● **ABOUT THIS EXERCISE**
Which lines of the entries below include "format"? List them all.

● **INPUT MATERIAL**
============================================================

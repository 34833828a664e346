//! Payload Encoding
//!
//! The 28672-byte payload of a packet is either a singleton, carrying the
//! whole compressed message, or one fragment of a longer message.
//!
//! ```text
//! singleton: size(2) | hash(rest)(20) | compressed data | random padding
//! fragment:  flag(3) | hash(id | size | body)(20) | id(20) | size(4) | body
//! ```
//!
//! The two are told apart by which hash matches.

use libmix_crypto::{decompress, digest_eq, fill_random, hash, HASH_LEN};

use crate::fragment::FragmentPacket;
use crate::{MixError, MixResult, PAYLOAD_LEN};

/// Singleton header: size and hash
pub const SINGLETON_HEADER_LEN: usize = 2 + HASH_LEN;

/// Fragment header: flag, hash, message id and size
pub const FRAGMENT_HEADER_LEN: usize = 3 + HASH_LEN + HASH_LEN + 4;

/// Largest compressed message a singleton holds
pub const MAX_SINGLETON_DATA: usize = PAYLOAD_LEN - SINGLETON_HEADER_LEN;

/// Upper bound on a decompressed message
pub const MAX_MESSAGE_SIZE: usize = 16 * 1024 * 1024;

/// Kind of a decrypted payload
#[derive(Debug, Clone, Copy, PartialEq, Eq)]
pub enum PayloadKind {
    /// Whole message in one packet
    Singleton,
    /// One share of a fragmented message
    Fragment,
}

/// Decrypted payload contents
#[derive(Debug, Clone)]
pub enum DecodedPayload {
    /// Decompressed message
    Singleton(Vec<u8>),
    /// Fragment to hand to a [`crate::FragmentPool`]
    Fragment(FragmentPacket),
}

/// Whether `compressed_len` bytes fit a singleton
pub fn fits_singleton(compressed_len: usize) -> bool {
    compressed_len + SINGLETON_HEADER_LEN <= PAYLOAD_LEN
}

/// Wrap compressed data as a singleton payload
pub fn encode_singleton(compressed: &[u8]) -> MixResult<Vec<u8>> {
    if !fits_singleton(compressed.len()) {
        return Err(MixError::InvalidPayload(format!(
            "{} bytes do not fit a singleton (max {})",
            compressed.len(),
            MAX_SINGLETON_DATA
        )));
    }

    let mut payload = vec![0u8; PAYLOAD_LEN];
    payload[..2].copy_from_slice(&(compressed.len() as u16).to_be_bytes());
    let data_end = SINGLETON_HEADER_LEN + compressed.len();
    payload[SINGLETON_HEADER_LEN..data_end].copy_from_slice(compressed);
    fill_random(&mut payload[data_end..])?;

    let digest = hash(&payload[SINGLETON_HEADER_LEN..]);
    payload[2..SINGLETON_HEADER_LEN].copy_from_slice(&digest);
    Ok(payload)
}

/// Recognise a decrypted payload by its hash
pub fn classify(payload: &[u8]) -> Option<PayloadKind> {
    if payload.len() < FRAGMENT_HEADER_LEN {
        return None;
    }
    if digest_eq(&hash(&payload[SINGLETON_HEADER_LEN..]), &payload[2..SINGLETON_HEADER_LEN]) {
        return Some(PayloadKind::Singleton);
    }
    if digest_eq(&hash(&payload[3 + HASH_LEN..]), &payload[3..3 + HASH_LEN]) {
        return Some(PayloadKind::Fragment);
    }
    None
}

/// Decode a payload that [`classify`] recognised
pub fn decode_payload(payload: &[u8]) -> MixResult<DecodedPayload> {
    match classify(payload) {
        Some(PayloadKind::Singleton) => {
            let len = u16::from_be_bytes([payload[0], payload[1]]) as usize;
            let data = payload
                .get(SINGLETON_HEADER_LEN..SINGLETON_HEADER_LEN + len)
                .ok_or_else(|| MixError::InvalidPayload(format!("singleton size {} too large", len)))?;
            Ok(DecodedPayload::Singleton(decompress(data, MAX_MESSAGE_SIZE)?))
        }
        Some(PayloadKind::Fragment) => Ok(DecodedPayload::Fragment(FragmentPacket::parse(payload)?)),
        None => Err(MixError::InvalidPayload("payload hash does not verify".into())),
    }
}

============================================================

● **REPLY TO THE TASK**
        return Err(MixError::InvalidPayload(format!(
                .ok_or_else(|| MixError::InvalidPayload(format!("singleton size {} too large", len)))?;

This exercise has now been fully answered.